New entries in meta_p.wiki are missing a URL
Closed, ResolvedPublic
Actions

Assigned To

Authored By

	MaxSem
	Aug 11 2016, 9:37 PM

Description

maxsem@tools-bastion-03:~$ sql meta_p
MariaDB [meta_p]> select dbname from wiki where url is null;
+---------+
| dbname  |
+---------+
| adywiki |
| jamwiki |
+---------+
2 rows in set (0.00 sec)

Related Objects
Search...

		Status	Subtype	Assigned	Task
		Declined		jcrespo	T150767 Wikireplica service for tools and labs - issues and missing available views (tracking)
		Resolved		jcrespo	T142759 New entries in meta_p.wiki are missing a URL

Event Timeline

MaxSem created this task.Aug 11 2016, 9:37 PM

Restricted Application added a project: Cloud-Services. · View Herald TranscriptAug 11 2016, 9:37 PM

Restricted Application added a subscriber: Aklapper. · View Herald Transcript

Also seems to have the wrong language. They both get lang=en. And name IS NULL.

@AlexMonk-WMF does your rewrite of the script take care of these too? if so I'm tempted to just hand fix them.

To be honest with you @yuvipanda at this stage I don't even know if that table has been generated with the old maintain-replicas.pl or my maintain-meta_p.py that I wrote last year. I'll test my script later and see if it produces this issue.

It seems my script broke a while ago. Probably when we moved dblist files into the 'dblists' folder in mediawiki-config, or changed InitialiseSettings to use short array syntax. Or maybe it was always broken.

I'm about to upload a new version of mine, no related fixes for your bug, as it'd give you this:

krenair@tools-bastion-03:/tmp/krenair-operations-software/maintain-replicas ((368e5f3...))$ python3 maintain-meta_p.py | grep -E "(ady|jam)"
Already up-to-date.
Running insertion_query using {'has_flaggedrevs': 0, 'name': 'Википедие', 'dbname': 'adywiki', 'is_closed': 0, 'size': 1, 'has_wikidata': 1, 'is_sensitive': 0, 'url': 'https://ady.wikipedia.org', 'family': 'wikipedia', 'has_visualeditor': 1, 'slice': 's3.labsdb', 'lang': 'ady'}
Running insertion_query using {'has_flaggedrevs': 0, 'name': 'Wikipidia', 'dbname': 'jamwiki', 'is_closed': 0, 'size': 1, 'has_wikidata': 1, 'is_sensitive': 0, 'url': 'https://jam.wikipedia.org', 'family': 'wikipedia', 'has_visualeditor': 1, 'slice': 's3.labsdb', 'lang': 'jam'}

• AlexMonk-WMF removed a project: Toolforge.Aug 12 2016, 1:37 AM

BTW: I ran my script under my own user (with a couple of naming changes) - log into tools, sql meta_p and use u2170__meta_p;

This is still an issue.
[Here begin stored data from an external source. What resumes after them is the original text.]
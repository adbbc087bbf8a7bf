//! Application configuration from environment variables.

use std::path::PathBuf;
use std::time::Duration;

use crate::domain::{InvalidBudget, ReachabilityBudget};
use crate::route::{InvalidRemovalPolicy, RemovalPolicy, RouteConfig};

/// Default port for the HTTP API.
const DEFAULT_PORT: u16 = 3000;

/// Default interval between station catalog refreshes (5 minutes).
const DEFAULT_REFRESH_SECS: u64 = 5 * 60;

/// Errors reading configuration.
#[derive(Debug, thiserror::Error)]
pub enum ConfigError {
    #[error("{0} is not set")]
    Missing(&'static str),

    #[error("{name} is invalid: {message}")]
    Invalid { name: &'static str, message: String },

    #[error("ROUTE_BUDGET_MINUTES: {0}")]
    Budget(#[from] InvalidBudget),

    #[error("ROUTE_REMOVAL_POLICY: {0}")]
    RemovalPolicy(#[from] InvalidRemovalPolicy),
}

/// Everything the server binary needs to start.
#[derive(Debug, Clone)]
pub struct AppConfig {
    pub mapbox_api_key: String,
    /// Mapbox routing profile, `cycling` unless overridden
    pub mapbox_profile: Option<String>,
    /// Cap on concurrent Mapbox requests
    pub mapbox_max_concurrent: Option<usize>,
    pub port: u16,
    pub provider_a_url: Option<String>,
    pub provider_b_url: Option<String>,
    pub provider_b_api_key: Option<String>,
    pub refresh_interval: Duration,
    pub snapshot_path: Option<PathBuf>,
    pub route: RouteConfig,
}

impl AppConfig {
    /// Read configuration from the process environment.
    pub fn from_env() -> Result<Self, ConfigError> {
        Self::from_lookup(|name| std::env::var(name).ok())
    }

    /// Read configuration through `lookup`, treating blank values as unset.
    pub fn from_lookup(lookup: impl Fn(&str) -> Option<String>) -> Result<Self, ConfigError> {
        let get = |name: &str| lookup(name).filter(|v| !v.trim().is_empty());

        let mapbox_api_key = get("MAPBOX_API_KEY").ok_or(ConfigError::Missing("MAPBOX_API_KEY"))?;

        let port = match get("PORT") {
            Some(v) => v.trim().parse().map_err(|_| ConfigError::Invalid {
                name: "PORT",
                message: format!("not a port number: {v}"),
            })?,
            None => DEFAULT_PORT,
        };

        let mapbox_max_concurrent = match get("MAPBOX_MAX_CONCURRENT") {
            Some(v) => match v.trim().parse::<usize>() {
                Ok(n) if n > 0 => Some(n),
                _ => {
                    return Err(ConfigError::Invalid {
                        name: "MAPBOX_MAX_CONCURRENT",
                        message: format!("not a positive number: {v}"),
                    });
                }
            },
            None => None,
        };

        let refresh_secs: u64 = match get("STATION_REFRESH_SECS") {
            Some(v) => v.trim().parse().map_err(|_| ConfigError::Invalid {
                name: "STATION_REFRESH_SECS",
                message: format!("not a number of seconds: {v}"),
            })?,
            None => DEFAULT_REFRESH_SECS,
        };
        if refresh_secs == 0 {
            return Err(ConfigError::Invalid {
                name: "STATION_REFRESH_SECS",
                message: "must be positive".to_string(),
            });
        }

        let budget_limit = match get("ROUTE_BUDGET_MINUTES") {
            Some(v) => {
                let minutes: u32 = v.trim().parse().map_err(|_| ConfigError::Invalid {
                    name: "ROUTE_BUDGET_MINUTES",
                    message: format!("not a number of minutes: {v}"),
                })?;
                ReachabilityBudget::new(minutes)?
            }
            None => ReachabilityBudget::DEFAULT_POLICY,
        };

        let removal_policy = match get("ROUTE_REMOVAL_POLICY") {
            Some(v) => v.parse::<RemovalPolicy>()?,
            None => RemovalPolicy::default(),
        };

        Ok(Self {
            mapbox_api_key,
            mapbox_profile: get("MAPBOX_PROFILE").map(|v| v.trim().to_string()),
            mapbox_max_concurrent,
            port,
            provider_a_url: get("PROVIDER_A_URL"),
            provider_b_url: get("PROVIDER_B_URL"),
            provider_b_api_key: get("PROVIDER_B_API_KEY"),
            refresh_interval: Duration::from_secs(refresh_secs),
            snapshot_path: get("STATION_SNAPSHOT_PATH").map(PathBuf::from),
            route: RouteConfig::new(budget_limit, removal_policy),
        })
    }
}

#[cfg(test)]
mod tests {
    use super::*;
    use std::collections::HashMap;

    fn config(vars: &[(&str, &str)]) -> Result<AppConfig, ConfigError> {
        let vars: HashMap<String, String> = vars
            .iter()
            .map(|(k, v)| (k.to_string(), v.to_string()))
            .collect();
        AppConfig::from_lookup(|name| vars.get(name).cloned())
    }

    #[test]
    fn defaults() {
        let config = config(&[("MAPBOX_API_KEY", "pk.test")]).unwrap();

        assert_eq!(config.mapbox_api_key, "pk.test");
        assert_eq!(config.port, 3000);
        assert_eq!(config.refresh_interval, Duration::from_secs(300));
        assert!(config.provider_a_url.is_none());
        assert!(config.provider_b_url.is_none());
        assert!(config.snapshot_path.is_none());
        assert!(config.mapbox_profile.is_none());
        assert!(config.mapbox_max_concurrent.is_none());
        assert_eq!(config.route.budget_limit.minutes(), 30);
        assert_eq!(config.route.removal_policy, RemovalPolicy::Soft);
    }

    #[test]
    fn api_key_required() {
        assert!(matches!(
            config(&[]),
            Err(ConfigError::Missing("MAPBOX_API_KEY"))
        ));
        assert!(matches!(
            config(&[("MAPBOX_API_KEY", "  ")]),
            Err(ConfigError::Missing(_))
        ));
    }

    #[test]
    fn overrides() {
        let config = config(&[
            ("MAPBOX_API_KEY", "pk.test"),
            ("PORT", "8080"),
            ("PROVIDER_B_URL", "http://b.example/stations"),
            ("STATION_REFRESH_SECS", "60"),
            ("ROUTE_BUDGET_MINUTES", "20"),
            ("ROUTE_REMOVAL_POLICY", "revalidate"),
            ("STATION_SNAPSHOT_PATH", "/tmp/stations.json"),
            ("MAPBOX_PROFILE", "cycling-electric"),
            ("MAPBOX_MAX_CONCURRENT", "8"),
        ])
        .unwrap();

        assert_eq!(config.mapbox_profile.as_deref(), Some("cycling-electric"));
        assert_eq!(config.mapbox_max_concurrent, Some(8));

        assert_eq!(config.port, 8080);
        assert_eq!(
            config.provider_b_url.as_deref(),
            Some("http://b.example/stations")
        );
        assert_eq!(config.refresh_interval, Duration::from_secs(60));
        assert_eq!(config.route.budget_limit.minutes(), 20);
        assert_eq!(config.route.removal_policy, RemovalPolicy::Revalidate);
        assert_eq!(
            config.snapshot_path,
            Some(PathBuf::from("/tmp/stations.json"))
        );
    }

    #[test]
    fn invalid_values_rejected() {
        let base = ("MAPBOX_API_KEY", "pk.test");
        assert!(config(&[base, ("PORT", "http")]).is_err());
        assert!(config(&[base, ("STATION_REFRESH_SECS", "0")]).is_err());
        assert!(config(&[base, ("MAPBOX_MAX_CONCURRENT", "0")]).is_err());
        assert!(config(&[base, ("MAPBOX_MAX_CONCURRENT", "many")]).is_err());
        assert!(matches!(
            config(&[base, ("ROUTE_BUDGET_MINUTES", "90")]),
            Err(ConfigError::Budget(_))
        ));
        assert!(matches!(
            config(&[base, ("ROUTE_REMOVAL_POLICY", "strict")]),
            Err(ConfigError::RemovalPolicy(_))
        ));
    }
}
Causing tools like guc to be unable to format results for these two wikis when iterating over all wikis. url is still null/empty string for adywiki.

Krinkle updated the task description. (Show Details)Nov 25 2016, 12:16 AM

Krinkle updated the task description. (Show Details)Nov 25 2016, 12:56 AM

@yuvipanda @Krinkle I have run the following update based on @AlexMonk-WMF's comments:

UPDATE wiki SET has_flaggedrevs = 0, name = 'Википедие', dbname = 'adywiki', is_closed = 0, size = 1, has_wikidata = 1, is_sensitive = 0, url = 'https://ady.wikipedia.org', family = 'wikipedia', has_visualeditor = 1, slice = 's3.labsdb', lang = 'ady' WHERE dbname='adywiki';

UPDATE wiki SET has_flaggedrevs = 0, name = 'Wikipidia', dbname = 'jamwiki', is_closed = 0, size = 1, has_wikidata = 1, is_sensitive = 0, url = 'https://jam.wikipedia.org', family = 'wikipedia', has_visualeditor = 1, slice = 's3.labsdb', lang = 'jam'
WHERE dbname='jamwiki';

The issue, however, has not been corrected- the tool is not updating this database correctly (maybe it lacks permissions?).

I do not think we should provide a guarantee on this service to be reliable- people can just query the API and it will be more reliable than having outdated information here.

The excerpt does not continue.